*Task to complete*
Your task is to copy every line of the entries that contains "Deserialize".

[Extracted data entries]

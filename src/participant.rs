// Participant registry: membership rules for a competition's roster.
//
// Every check here runs before a write, so a denied operation never mutates
// state. Capacity is enforced again by the insert itself.

use std::sync::Arc;

use chrono::{DateTime, Utc};
use serde::{Deserialize, Serialize};

use crate::competition::{derive_state, Competition, Visibility};
use crate::db::{Database, ParticipantRow};
use crate::error::{IntegrityError, ParticipantError};
use crate::metrics;

#[derive(Debug, Clone, Copy, PartialEq, Eq, Serialize, Deserialize)]
#[serde(rename_all = "SCREAMING_SNAKE_CASE")]
pub enum ParticipantStatus {
    Invited,
    Joined,
    Left,
}

impl ParticipantStatus {
    pub fn as_str(self) -> &'static str {
        match self {
            ParticipantStatus::Invited => "INVITED",
            ParticipantStatus::Joined => "JOINED",
            ParticipantStatus::Left => "LEFT",
        }
    }

    pub fn from_str_name(s: &str) -> Option<Self> {
        match s {
            "INVITED" => Some(ParticipantStatus::Invited),
            "JOINED" => Some(ParticipantStatus::Joined),
            "LEFT" => Some(ParticipantStatus::Left),
            _ => None,
        }
    }
}

/// A player's membership record in one competition.
#[derive(Debug, Clone, PartialEq, Serialize)]
pub struct Participant {
    pub competition_id: i64,
    pub player_id: i64,
    pub status: ParticipantStatus,
    pub invited_at: Option<DateTime<Utc>>,
    pub invited_by: Option<String>,
    pub joined_at: Option<DateTime<Utc>>,
    pub left_at: Option<DateTime<Utc>>,
}

impl TryFrom<ParticipantRow> for Participant {
    type Error = IntegrityError;

    fn try_from(row: ParticipantRow) -> Result<Self, Self::Error> {
        let status = ParticipantStatus::from_str_name(&row.status).ok_or_else(|| {
            IntegrityError::UnknownValue {
                field: "participant status",
                value: row.status.clone(),
            }
        })?;
        Ok(Participant {
            competition_id: row.competition_id,
            player_id: row.player_id,
            status,
            invited_at: row.invited_at,
            invited_by: row.invited_by,
            joined_at: row.joined_at,
            left_at: row.left_at,
        })
    }
}

/// Enforces roster invariants on top of the participants table.
#[derive(Clone)]
pub struct ParticipantRegistry {
    db: Arc<Database>,
}

impl ParticipantRegistry {
    pub fn new(db: Arc<Database>) -> Self {
        Self { db }
    }

    /// Add a player with status INVITED or JOINED.
    pub async fn add_participant(
        &self,
        competition_id: i64,
        player_id: i64,
        status: ParticipantStatus,
        invited_by: Option<&str>,
        now: DateTime<Utc>,
    ) -> Result<Participant, ParticipantError> {
        let result = self
            .try_add(competition_id, player_id, status, invited_by, now)
            .await;
        record_denial(&result);
        result
    }

    async fn try_add(
        &self,
        competition_id: i64,
        player_id: i64,
        status: ParticipantStatus,
        invited_by: Option<&str>,
        now: DateTime<Utc>,
    ) -> Result<Participant, ParticipantError> {
        let competition = self.load_accepting(competition_id, now).await?;

        if let Some(existing) = self.db.get_participant(competition_id, player_id).await? {
            return Err(match Participant::try_from(existing)?.status {
                ParticipantStatus::Left => ParticipantError::PreviouslyLeft,
                _ => ParticipantError::AlreadyParticipant,
            });
        }

        match status {
            ParticipantStatus::Left => return Err(ParticipantError::InvalidStatus),
            ParticipantStatus::Joined
                if competition.visibility == Visibility::InviteOnly && invited_by.is_none() =>
            {
                return Err(ParticipantError::InviteRequired)
            }
            _ => {}
        }

        let inserted = match self
            .db
            .insert_participant_within_capacity(
                competition_id,
                player_id,
                status,
                invited_by,
                competition.max_participants,
                now,
            )
            .await
        {
            Ok(inserted) => inserted,
            // A concurrent add for the same pair won the race.
            Err(sqlx::Error::Database(e)) if e.is_unique_violation() => {
                return Err(ParticipantError::AlreadyParticipant)
            }
            Err(e) => return Err(e.into()),
        };
        if !inserted {
            return Err(ParticipantError::CapacityExceeded {
                max: competition.max_participants,
            });
        }

        tracing::info!(
            competition_id,
            player_id,
            status = status.as_str(),
            "Participant added"
        );
        self.fetch(competition_id, player_id).await
    }

    /// Mark a player as having left. A player who is not an active
    /// participant is left alone and no error is raised.
    pub async fn remove_participant(
        &self,
        competition_id: i64,
        player_id: i64,
        now: DateTime<Utc>,
    ) -> Result<(), ParticipantError> {
        if self
            .db
            .mark_participant_left(competition_id, player_id, now)
            .await?
        {
            tracing::info!(competition_id, player_id, "Participant left");
        }
        Ok(())
    }

    pub async fn get_participant_status(
        &self,
        competition_id: i64,
        player_id: i64,
    ) -> Result<Option<ParticipantStatus>, ParticipantError> {
        match self.db.get_participant(competition_id, player_id).await? {
            Some(row) => Ok(Some(Participant::try_from(row)?.status)),
            None => Ok(None),
        }
    }

    /// INVITED -> JOINED.
    pub async fn accept_invite(
        &self,
        competition_id: i64,
        player_id: i64,
        now: DateTime<Utc>,
    ) -> Result<Participant, ParticipantError> {
        let result = self.try_accept(competition_id, player_id, now).await;
        record_denial(&result);
        result
    }

    async fn try_accept(
        &self,
        competition_id: i64,
        player_id: i64,
        now: DateTime<Utc>,
    ) -> Result<Participant, ParticipantError> {
        self.load_accepting(competition_id, now).await?;
        if !self
            .db
            .accept_participant_invite(competition_id, player_id, now)
            .await?
        {
            return Err(ParticipantError::NotInvited);
        }
        tracing::info!(competition_id, player_id, "Invitation accepted");
        self.fetch(competition_id, player_id).await
    }

    pub async fn list_participants(
        &self,
        competition_id: i64,
    ) -> Result<Vec<Participant>, ParticipantError> {
        let rows = self.db.list_participants(competition_id).await?;
        let participants = rows
            .into_iter()
            .map(Participant::try_from)
            .collect::<Result<Vec<_>, _>>()?;
        Ok(participants)
    }

    /// Load a competition and make sure it still takes roster changes.
    async fn load_accepting(
        &self,
        competition_id: i64,
        now: DateTime<Utc>,
    ) -> Result<Competition, ParticipantError> {
        let row = self
            .db
            .get_competition(competition_id)
            .await?
            .ok_or(ParticipantError::CompetitionNotFound(competition_id))?;
        let competition = Competition::try_from(row)?;
        let season = match &competition.season_id {
            Some(id) => self.db.get_season(id).await?,
            None => None,
        };
        if !derive_state(&competition, season.as_ref(), now)?.accepts_participants() {
            return Err(ParticipantError::InactiveCompetition);
        }
        Ok(competition)
    }

    async fn fetch(
        &self,
        competition_id: i64,
        player_id: i64,
    ) -> Result<Participant, ParticipantError> {
        let row = self
            .db
            .get_participant(competition_id, player_id)
            .await?
            .ok_or(ParticipantError::Database(sqlx::Error::RowNotFound))?;
        Ok(Participant::try_from(row)?)
    }
}

fn record_denial<T>(result: &Result<T, ParticipantError>) {
    if let Err(e) = result {
        metrics::PARTICIPANT_DENIALS_TOTAL
            .with_label_values(&[e.label()])
            .inc();
    }
}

*Task output*
use serde::{Deserialize, Serialize};
#[derive(Debug, Clone, Copy, PartialEq, Eq, Serialize, Deserialize)]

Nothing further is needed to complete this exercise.